**Problem:**
Repeat exactly the lines of the listing below, please, starting with the first and ending with the line containing "use image_backfill_common::Collection;"; leave out the rest.
Content starts
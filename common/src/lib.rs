//! Image Backfill Common Library
//!
//! 識別・生成・反映の各処理で共有される型とユーティリティ

pub mod error;
pub mod parser;
pub mod prompts;
pub mod types;

pub use error::{Error, Result};
pub use parser::parse_generate_response;
pub use prompts::{build_appraiser_prompt, build_filename, build_location_prompt, build_prompt};
pub use types::{
    slugify, AppraiserItem, Collection, GeneratedImage, GenerationLog, GenerationResult,
    LocationItem, Record, WorkItem, WorkList,
};
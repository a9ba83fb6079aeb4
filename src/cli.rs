use crate::config::Config;
use clap::{Args, Parser, Subcommand};
use image_backfill_common::Collection;
use std::path::PathBuf;

#[derive(Parser)]
#[command(name = "image-backfill")]
#[command(about = "鑑定士・拠点レコードの画像一括生成ツール", long_about = None)]
pub struct Cli {
    #[command(subcommand)]
    pub command: Commands,

    /// 詳細ログを出力
    #[arg(short, long, global = true)]
    pub verbose: bool,
}

/// 対象ストアと作業リスト
#[derive(Args, Debug, Clone)]
pub struct TargetArgs {
    /// 対象コレクション (appraisers/locations)
    #[arg(short, long, default_value = "appraisers")]
    pub collection: Collection,

    /// レコードストアJSON（デフォルト: <data_dir>/<collection>.json）
    #[arg(long)]
    pub store: Option<PathBuf>,

    /// 作業リストJSON（デフォルト: <temp_dir>/<collection>-needing-images.json）
    #[arg(long)]
    pub work_list: Option<PathBuf>,
}

impl TargetArgs {
    pub fn store_path(&self, config: &Config) -> PathBuf {
        self.store
            .clone()
            .unwrap_or_else(|| config.store_path(self.collection))
    }

    pub fn work_list_path(&self, config: &Config) -> PathBuf {
        self.work_list
            .clone()
            .unwrap_or_else(|| config.work_list_path(self.collection))
    }
}

/// 生成パラメータ（未指定は設定ファイルの値）
#[derive(Args, Debug, Clone, Default)]
pub struct GenerationArgs {
    /// バッチサイズ
    #[arg(short, long)]
    pub batch_size: Option<usize>,

    /// バッチ内の最大同時実行数
    #[arg(long)]
    pub max_concurrency: Option<usize>,

    /// バッチ内の開始間隔（ミリ秒）
    #[arg(long)]
    pub stagger_ms: Option<u64>,

    /// バッチ間の待機時間（ミリ秒）
    #[arg(long)]
    pub batch_delay_ms: Option<u64>,

    /// 1リクエストのタイムアウト（秒）
    #[arg(long)]
    pub timeout_seconds: Option<u64>,

    /// 画像生成サービスURL
    #[arg(long)]
    pub service_url: Option<String>,

    /// 結果ログの出力先
    #[arg(long)]
    pub logs_dir: Option<PathBuf>,

    /// 生成失敗時に設定する代替画像URL
    #[arg(long)]
    pub placeholder_url: Option<String>,

    /// 進捗バーを表示しない
    #[arg(long)]
    pub no_progress: bool,
}

impl GenerationArgs {
    /// コマンドライン指定で設定を上書き
    pub fn apply(&self, config: &mut Config) {
        if let Some(v) = self.batch_size {
            config.batch_size = v;
        }
        if let Some(v) = self.max_concurrency {
            config.max_concurrency = v;
        }
        if let Some(v) = self.stagger_ms {
            config.stagger_ms = v;
        }
        if let Some(v) = self.batch_delay_ms {
            config.batch_delay_ms = v;
        }
        if let Some(v) = self.timeout_seconds {
            config.timeout_seconds = v;
        }
        config.apply_service_url_override(self.service_url.clone());
        if let Some(v) = &self.logs_dir {
            config.logs_dir = v.clone();
        }
        if self.placeholder_url.is_some() {
            config.placeholder_url = self.placeholder_url.clone();
        }
    }
}

#[derive(Subcommand)]
pub enum Commands {
    /// 画像のないレコードを抽出して作業リストを作成
    Identify {
        #[command(flatten)]
        target: TargetArgs,

        /// 抽出する上限件数（0は無制限、デフォルトは設定値）
        #[arg(short, long)]
        max: Option<usize>,
    },

    /// 作業リストの画像を生成してストアへ反映
    Generate {
        #[command(flatten)]
        target: TargetArgs,

        #[command(flatten)]
        generation: GenerationArgs,
    },

    /// 抽出から生成・反映まで一括実行
    Run {
        #[command(flatten)]
        target: TargetArgs,

        #[command(flatten)]
        generation: GenerationArgs,

        /// 抽出する上限件数（0は無制限、デフォルトは設定値）
        #[arg(short, long)]
        max: Option<usize>,
    },

    /// 設定済み画像URLのリンク切れを確認
    Check {
        #[command(flatten)]
        target: TargetArgs,

        /// 同時確認数
        #[arg(long)]
        max_concurrency: Option<usize>,

        /// 画像なし・リンク切れのレコードを作業リストに書き出す
        #[arg(long)]
        write_work_list: bool,
    },

    /// 旧形式レコードを移行（ID付与、image → imageUrl）
    Migrate {
        #[command(flatten)]
        target: TargetArgs,

        /// 変更内容の表示のみ
        #[arg(long)]
        dry_run: bool,
    },

    /// ストアのバックアップ一覧
    Backups {
        #[command(flatten)]
        target: TargetArgs,
    },

    /// 設定の表示・変更
    Config {
        /// 現在の設定を表示
        #[arg(long)]
        show: bool,

        /// 画像生成サービスURLを保存
        #[arg(long)]
        set_service_url: Option<String>,
    },
}
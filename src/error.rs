use thiserror::Error;

#[derive(Error, Debug)]
pub enum BackfillError {
    #[error("設定エラー: {0}")]
    Config(String),

    #[error("レコードストアが見つかりません: {0}")]
    StoreNotFound(String),

    #[error("レコードストアの形式が不正: {0}")]
    InvalidStore(String),

    #[error("作業リストが見つかりません: {0}。先に `image-backfill identify` を実行してください")]
    WorkListNotFound(String),

    #[error("作業リストの形式が不正: {0}")]
    InvalidWorkList(String),

    #[error("API呼び出しエラー: {0}")]
    ApiCall(String),

    #[error("APIレスポンスのパースに失敗: {0}")]
    ApiParse(String),

    #[error("JSON解析エラー: {0}")]
    JsonParse(#[from] serde_json::Error),

    #[error("IOエラー: {0}")]
    Io(#[from] std::io::Error),

    #[error("HTTPエラー: {0}")]
    Http(#[from] reqwest::Error),

    #[error(transparent)]
    Common(#[from] image_backfill_common::Error),
}

pub type Result<T> = std::result::Result<T, BackfillError>;
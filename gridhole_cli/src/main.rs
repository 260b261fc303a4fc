use std::io;

use gridhole::{complex::Edge, grid::GridPoint, Evaluation, GridholeError};
use itertools::Itertools;
use log::info;
use thiserror::Error;

#[derive(Debug, Error)]
enum CliError {
    #[error("could not read points: {0}")]
    Csv(#[from] csv::Error),
    #[error("record {record}: expected `row,col` with non-negative integers, found {found:?}")]
    MalformedRecord { record: usize, found: String },
    #[error("threshold {0:?} is not a non-negative integer")]
    BadThreshold(String),
    #[error(transparent)]
    Gridhole(#[from] GridholeError),
}

/// Header-less CSV, one `row,col` pair per line.
fn read_points(reader: impl io::Read) -> Result<Vec<GridPoint>, CliError> {
    let mut rdr = csv::ReaderBuilder::new()
        .has_headers(false)
        .trim(csv::Trim::All)
        .from_reader(reader);
    rdr.records()
        .enumerate()
        .map(|(record_idx, record)| {
            let record = record?;
            let coordinate = |i: usize| record.get(i).and_then(|f| f.parse::<u32>().ok());
            match (record.len(), coordinate(0), coordinate(1)) {
                (2, Some(row), Some(col)) => Ok(GridPoint::new(row, col)),
                _ => Err(CliError::MalformedRecord {
                    record: record_idx,
                    found: record.iter().join(","),
                }),
            }
        })
        .collect()
}

fn parse_threshold(arg: Option<String>) -> Result<u32, CliError> {
    match arg {
        None => Ok(1),
        Some(arg) => arg.parse().map_err(|_| CliError::BadThreshold(arg)),
    }
}

fn main() -> Result<(), CliError> {
    env_logger::init();

    let epsilon = parse_threshold(std::env::args().nth(1))?;
    let points = read_points(io::stdin())?;
    info!("Read {} points, epsilon={epsilon}", points.len());

    let evaluation = Evaluation::compute(&points, epsilon)?;
    let complex = &evaluation.complex;

    println!("Complex sizes:");
    println!("Vertices: {}", complex.n_vertices());
    println!("Edges: {}", complex.n_edges());
    println!("Triangles: {}", complex.n_triangles());
    println!("Euler characteristic: {}", evaluation.euler_characteristic());

    println!("\nBetti numbers:");
    println!(" beta_0={}", evaluation.betti_0);
    println!(" beta_1={}", evaluation.betti_1);

    println!("\nHoles:");
    for (idx, edges) in evaluation.hole_edges().iter().enumerate() {
        let rendered = edges
            .iter()
            .map(|Edge(u, v)| format!("{u}-{v}"))
            .join(" ");
        println!(" hole={idx}, edges=[{rendered}]");
    }
    Ok(())
}
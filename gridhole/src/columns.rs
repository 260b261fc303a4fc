//! Packed bit-vector representation of chains over [`Z2`], indexed by simplex position.
use crate::fields::Z2;
use bitvec::prelude::*;
use std::{fmt::Debug, ops::AddAssign};

/// A chain over [`Z2`]: the set of indices whose coefficient is non-zero.
///
/// The length is fixed at construction and equals the number of simplices in the
/// dimension being indexed (edges, for 1-chains).
/// Addition is symmetric difference.
#[derive(Clone, PartialEq, Eq, Hash)]
pub struct Chain {
    bits: BitVec<u64, Lsb0>,
}

impl Debug for Chain {
    fn fmt(&self, f: &mut std::fmt::Formatter<'_>) -> std::fmt::Result {
        f.debug_set().entries(self.ones()).finish()
    }
}

impl Chain {
    pub fn zeros(len: usize) -> Self {
        Self {
            bits: BitVec::repeat(false, len),
        }
    }

    pub fn singleton(len: usize, index: usize) -> Self {
        let mut chain = Self::zeros(len);
        chain.toggle(index);
        chain
    }

    /// Repeated indices cancel in pairs.
    pub fn from_indices(len: usize, indices: impl IntoIterator<Item = usize>) -> Self {
        let mut chain = Self::zeros(len);
        for index in indices {
            chain.toggle(index);
        }
        chain
    }

    pub fn len(&self) -> usize {
        self.bits.len()
    }

    pub fn is_empty(&self) -> bool {
        self.bits.is_empty()
    }

    pub fn is_zero(&self) -> bool {
        self.bits.not_any()
    }

    pub fn contains(&self, index: usize) -> bool {
        self.bits[index]
    }

    pub fn toggle(&mut self, index: usize) {
        let current = self.bits[index];
        self.bits.set(index, !current);
    }

    /// Accumulate the terms of a sparse column into this chain.
    pub fn add_entries(&mut self, entries: impl Iterator<Item = (Z2, usize)>) {
        for (coeff, index) in entries {
            let existing = self.contains(index).then_some(Z2);
            self.bits.set(index, (coeff + existing).is_some());
        }
    }

    /// Highest index with a non-zero coefficient.
    pub fn pivot(&self) -> Option<usize> {
        self.bits.last_one()
    }

    /// Indices with non-zero coefficient, ascending.
    pub fn ones(&self) -> impl Iterator<Item = usize> + '_ {
        self.bits.iter_ones()
    }

    pub fn count_ones(&self) -> usize {
        self.bits.count_ones()
    }
}

impl AddAssign<&Chain> for Chain {
    fn add_assign(&mut self, rhs: &Chain) {
        debug_assert_eq!(self.len(), rhs.len(), "Chains must index the same simplices");
        // Padding bits past `len` are zero in both, so whole-word xor is safe
        for (word, other) in self
            .bits
            .as_raw_mut_slice()
            .iter_mut()
            .zip(rhs.bits.as_raw_slice())
        {
            *word ^= *other;
        }
    }
}
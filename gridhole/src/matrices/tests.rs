// ======== Tests ==============================================

use crate::columns::Chain;
use crate::complex::build_complex;
use crate::grid::GridPoint;
use crate::GridholeError;

use super::{EdgeBoundary, MatrixOracle, TriangleBoundary};

fn blob() -> Vec<GridPoint> {
    [(0, 0), (0, 1), (1, 0), (1, 1), (2, 1), (1, 2), (3, 3)]
        .into_iter()
        .map(GridPoint::from)
        .collect()
}

#[test]
fn test_edge_boundary_columns() {
    let complex = build_complex(&blob(), 1);
    let d1 = EdgeBoundary::new(&complex);
    assert_eq!(d1.n_cols(), complex.n_edges());
    assert_eq!(d1.n_rows(), 7);
    for (idx, edge) in complex.edges().iter().enumerate() {
        let column = d1.build_chain(idx).unwrap();
        assert_eq!(column, Chain::from_indices(7, [edge.0, edge.1]));
    }
}

#[test]
fn test_boundary_of_boundary_vanishes() {
    let complex = build_complex(&blob(), 2);
    assert!(complex.n_triangles() > 0);
    let d1 = EdgeBoundary::new(&complex);
    let d2 = TriangleBoundary::new(&complex);
    for col in 0..d2.n_cols() {
        let boundary = d2.build_chain(col).unwrap();
        assert_eq!(boundary.count_ones(), 3);
        assert!(d1.apply(&boundary).unwrap().is_zero());
    }
}

#[test]
fn test_unknown_column() {
    let complex = build_complex(&blob(), 1);
    let d2 = TriangleBoundary::new(&complex);
    let missing = d2.n_cols();
    assert!(matches!(
        d2.build_chain(missing),
        Err(GridholeError::NotInDomain(col)) if col == missing
    ));
    let d1 = EdgeBoundary::new(&complex);
    assert!(d1.column(complex.n_edges()).is_err());
}
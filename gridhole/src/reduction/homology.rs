//! First homology of a [`SimplicialComplex`] over [`Z2`](crate::fields::Z2).
//!
//! The fundamental cycles span `Z1`, the triangle boundaries span `B1`.
//! Each cycle is reduced modulo `B1` and kept if it is independent of the
//! classes accepted so far, which yields a basis of `H1 = Z1 / B1`.

use log::debug;

use crate::{
    columns::Chain,
    complex::SimplicialComplex,
    cycles::fundamental_cycles,
    matrices::{MatrixOracle, TriangleBoundary},
    GridholeError,
};

use super::Gf2Basis;

/// Basis for the image of ∂2, i.e. the 1-cycles filled in by triangles.
pub fn boundary_basis(complex: &SimplicialComplex) -> Result<Gf2Basis, GridholeError> {
    let d2 = TriangleBoundary::new(complex);
    let mut basis = Gf2Basis::new(complex.n_edges());
    for col in 0..d2.n_cols() {
        basis.add(&d2.build_chain(col)?);
    }
    Ok(basis)
}

fn reduce_homology(complex: &SimplicialComplex) -> Result<Vec<Chain>, GridholeError> {
    if complex.n_edges() == 0 {
        return Ok(vec![]);
    }

    let boundaries = boundary_basis(complex)?;
    let cycles = fundamental_cycles(complex.n_vertices(), complex.edges());

    let mut h1_basis = Gf2Basis::new(complex.n_edges());
    let mut holes = vec![];
    for cycle in cycles.iter() {
        let reduced = boundaries.reduce(cycle);
        if let Some(representative) = h1_basis.add(&reduced) {
            holes.push(representative.clone());
        }
    }

    debug!(
        "Reduced {} cycles against {} boundaries: beta_1={}",
        cycles.len(),
        boundaries.rank(),
        holes.len()
    );
    Ok(holes)
}

/// One representative chain per independent hole, each of length `n_edges`.
/// Empty when the complex has no edges.
pub fn compute_hole_cycles(complex: &SimplicialComplex) -> Vec<Chain> {
    reduce_homology(complex).expect("Triangles of a built complex always have their edges")
}

/// β1, the number of independent holes.
pub fn first_betti_number(complex: &SimplicialComplex) -> usize {
    compute_hole_cycles(complex).len()
}
use crate::{columns::Chain, fields::Z2, GridholeError};

pub mod boundary;
#[cfg(test)]
mod tests;

pub use boundary::{EdgeBoundary, TriangleBoundary};

// ======== Abstract matrix oracle trait =======================

/// A sparse matrix over [`Z2`] whose columns are produced on demand.
///
/// Rows and columns are both indexed by simplex positions within one complex.
pub trait MatrixOracle {
    /// If you are unable to produce a column, return [`GridholeError::NotInDomain`].
    fn column(&self, col: usize) -> Result<impl Iterator<Item = (Z2, usize)>, GridholeError>;

    fn n_cols(&self) -> usize;

    /// Length of every chain built from a column.
    fn n_rows(&self) -> usize;

    fn build_chain(&self, col: usize) -> Result<Chain, GridholeError> {
        let mut output = Chain::zeros(self.n_rows());
        output.add_entries(self.column(col)?);
        Ok(output)
    }

    /// Image of an arbitrary chain over the column space.
    fn apply(&self, chain: &Chain) -> Result<Chain, GridholeError> {
        let mut output = Chain::zeros(self.n_rows());
        for col in chain.ones() {
            output.add_entries(self.column(col)?);
        }
        Ok(output)
    }
}

impl<'a, M> MatrixOracle for &'a M
where
    M: MatrixOracle,
{
    fn column(&self, col: usize) -> Result<impl Iterator<Item = (Z2, usize)>, GridholeError> {
        (*self).column(col)
    }

    fn n_cols(&self) -> usize {
        (*self).n_cols()
    }

    fn n_rows(&self) -> usize {
        (*self).n_rows()
    }
}
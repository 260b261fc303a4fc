//! Coefficients for chains over the two-element field.
//!
//! Only the non-zero element is representable; `0` is the absence of a term.
//! Adding two terms with the same index therefore yields `None`, which is exactly
//! symmetric difference when chains are stored as sets of indices.

use std::ops::{Add, Mul};

pub trait NonZeroCoefficient:
    Eq
    + Sized
    + Copy
    + Add<Option<Self>, Output = Option<Self>>
    + Add<Self, Output = Option<Self>>
    + Mul<Self, Output = Self>
{
    fn one() -> Self;
}

#[derive(Debug, Clone, Copy, PartialEq, Eq, Hash)]
pub struct Z2;

impl Add<Z2> for Z2 {
    type Output = Option<Z2>;

    // 1 + 1 = 0
    fn add(self, _rhs: Z2) -> Self::Output {
        None
    }
}

impl Add<Option<Z2>> for Z2 {
    type Output = Option<Z2>;

    fn add(self, rhs: Option<Z2>) -> Self::Output {
        match rhs {
            None => Some(self),
            Some(rhs) => self + rhs,
        }
    }
}

impl Mul<Z2> for Z2 {
    type Output = Z2;

    fn mul(self, _rhs: Z2) -> Self::Output {
        Z2
    }
}

impl NonZeroCoefficient for Z2 {
    fn one() -> Self {
        Self
    }
}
Content ends
**Answer box:**
filename common/src/lib.rs
//! Image Backfill Common Library
//!
//! 識別・生成・反映の各処理で共有される型とユーティリティ

pub mod error;
pub mod parser;
pub mod prompts;
pub mod types;

pub use error::{Error, Result};
pub use parser::parse_generate_response;
pub use prompts::{build_appraiser_prompt, build_filename, build_location_prompt, build_prompt};
pub use types::{
    slugify, AppraiserItem, Collection, GeneratedImage, GenerationLog, GenerationResult,
    LocationItem, Record, WorkItem, WorkList,
};
repository a9ba83fb6079aeb4
filename src/cli.rs
use crate::config::Config;
use clap::{Args, Parser, Subcommand};
use image_backfill_common::Collection;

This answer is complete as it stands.